'Hack the Dinos' Helps Paleontologi...
'Hack the Dinos' Helps Paleontologists
Kaleigh Clary, a computer science graduate student at the University of Massachusetts Amherst, drove down to offer a day of free work for the American Museum of Natural History.
"Dinosaurs, man," Ms. Clary said.
Computer programmers, it appears, like dinosaurs, a lot.
She was one of almost 150 people who gathered for the museum's "Hack the Dinos" challenge in November to create software tools to help dinosaur scientists.
Like many fields of science, paleontology is now awash in data. Paleontologists no longer just look at and describe fossils. They also put the bones in CT scanners, generating gigabytes of images and data. That opens up new research like reconstructing the size and shapes of the brains of dinosaurs and comparing them with those of modern birds, which descended from dinosaurs.
That analysis can be excruciatingly laborious. For each X-ray slice of the skull, a scientist typically has to trace the outline of the interior space. (The edge between rock and fossil is not always obvious.)
Hackathons have become a popular way of enlisting enthusiastic programmers to produce software in bursts of a few hours to a few days. The museum put out a challenge looking for help "as a way to volunteer," said Christina Wallace, one of the hackathon organizers. "It's a pro bono challenge."
Winners received one-year memberships to the museum and three-dimensional printed busts of Theodore Roosevelt. "More importantly, they'll get bragging rights for the next 12 months," Ms. Wallace said.
"Hack the Dinos" was the museum's second hackathon. A year earlier, the challenge was "Hack the Universe," to crunch through astronomy data.
The museum's paleontologists brainstormed for months about digital tools that they wished existed.
Automating skull analysis was one item on the wish list. Others included modernizing the venerable field notebook to the age of smartphones and converting cladograms — the family trees that show the evolutionary relationships among species — to digital formats. (Nowadays, paleontologists produce digital files that are easily shared and compared, but there are many more from earlier years that exist only on paper.)
The paleontologists also hoped to ease the workload of Carl Mehling, the museum staff member who replies when someone sends in a photograph with the question, "Is this a fossil?"
"This is doing good," said one of the participants, Peter Lenz, who works at the Dstillery, a New York company that takes a data science approach to marketing and branding. "You're doing it because you like dinosaurs."
The programmers, graphic designers and data scientists met on a Friday night to divide into teams and quiz paleontologists about the problems and data. They began hacking the next afternoon.
After the museum closed, some teams spread out among the quiet, empty dinosaur halls. "I really just wanted to stay overnight in the museum," said Jessie Contour, who is working on a master of fine arts degree at Parsons School of Design.
At 11:30 p.m., there was a dance party, although most participants remained sitting at their laptops. "Now if anyone gets deep vein thrombosis, it's not my fault," Ms. Wallace joked.

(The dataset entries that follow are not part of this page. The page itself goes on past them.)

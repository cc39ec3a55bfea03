//! Outbound notifiers for output produced without a user present.
//!
//! - **Webhook**: POSTs `{"content": ...}` to a chat webhook (Discord-style),
//!   one request per chunk.
//! - **Log**: writes the content to the tracing log when no webhook is set.

use crate::text::{DEFAULT_CHUNK_LIMIT, split_message};
use async_trait::async_trait;
use openloop_core::channel::Notifier;
use openloop_core::error::ChannelError;
use std::time::Duration;
use tracing::{debug, info};

pub struct WebhookNotifier {
    url: String,
    chunk_limit: usize,
    client: reqwest::Client,
}

impl WebhookNotifier {
    pub fn new(url: impl Into<String>) -> Self {
        let client = reqwest::Client::builder()
            .timeout(Duration::from_secs(30))
            .build()
            .unwrap_or_default();
        Self {
            url: url.into(),
            chunk_limit: DEFAULT_CHUNK_LIMIT,
            client,
        }
    }

    pub fn with_chunk_limit(mut self, limit: usize) -> Self {
        self.chunk_limit = limit;
        self
    }

    fn failed(reason: impl Into<String>) -> ChannelError {
        ChannelError::DeliveryFailed {
            channel: "webhook".into(),
            reason: reason.into(),
        }
    }
}

#[async_trait]
impl Notifier for WebhookNotifier {
    fn name(&self) -> &str {
        "webhook"
    }

    async fn deliver(&self, content: &str) -> Result<(), ChannelError> {
        let chunks = split_message(content, self.chunk_limit);
        debug!(chunks = chunks.len(), "Delivering via webhook");

        for chunk in chunks {
            let response = self
                .client
                .post(&self.url)
                .json(&serde_json::json!({ "content": chunk }))
                .send()
                .await
                .map_err(|e| Self::failed(e.to_string()))?;

            let status = response.status();
            if status.as_u16() >= 400 {
                let body = response.text().await.unwrap_or_default();
                return Err(Self::failed(format!("status {}: {body}", status.as_u16())));
            }
        }
        Ok(())
    }
}

/// Falls back to the log so scheduled output is never silently dropped.
#[derive(Debug, Default)]
pub struct LogNotifier;

#[async_trait]
impl Notifier for LogNotifier {
    fn name(&self) -> &str {
        "log"
    }

    async fn deliver(&self, content: &str) -> Result<(), ChannelError> {
        info!(content = %content, "Scheduled output");
        Ok(())
    }
}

Later, museum volunteers set out cots for participants.
"There was a mouse that kept me company all night," said Gabriela Gutierrez, another participant. "Thank god for the cots."
In the morning, Ms. Wallace walked around blasting Taylor Swift music from a phone to wake everyone for a few more hours of work.
"I would be ashamed at the state of the code," Mr. Lenz said. "But for 22 hours without sleep, it's really great."
On Sunday afternoon, the teams presented what they had produced.
Ms. Contour was a member of a team that created a smartphone app, Foss'l, to help Mr. Mehling. "We wanted to combine the experience of being able to submit your fossils to poor Carl with a learning experience," she said.
She described it as "Tinder for fossils," referring to the popular dating app, tapping the wisdom of the masses in a gamelike app.Jack Tseng, a postdoctoral paleontological researcher at the museum who was a judge, said he was impressed by all of the efforts, but in particular "Sapling Detector," which converted the paper evolutionary trees to electronic format. Although not as flashy as some of the others, "that's something I would use right away," he said. "It solves the problem we were trying to solve."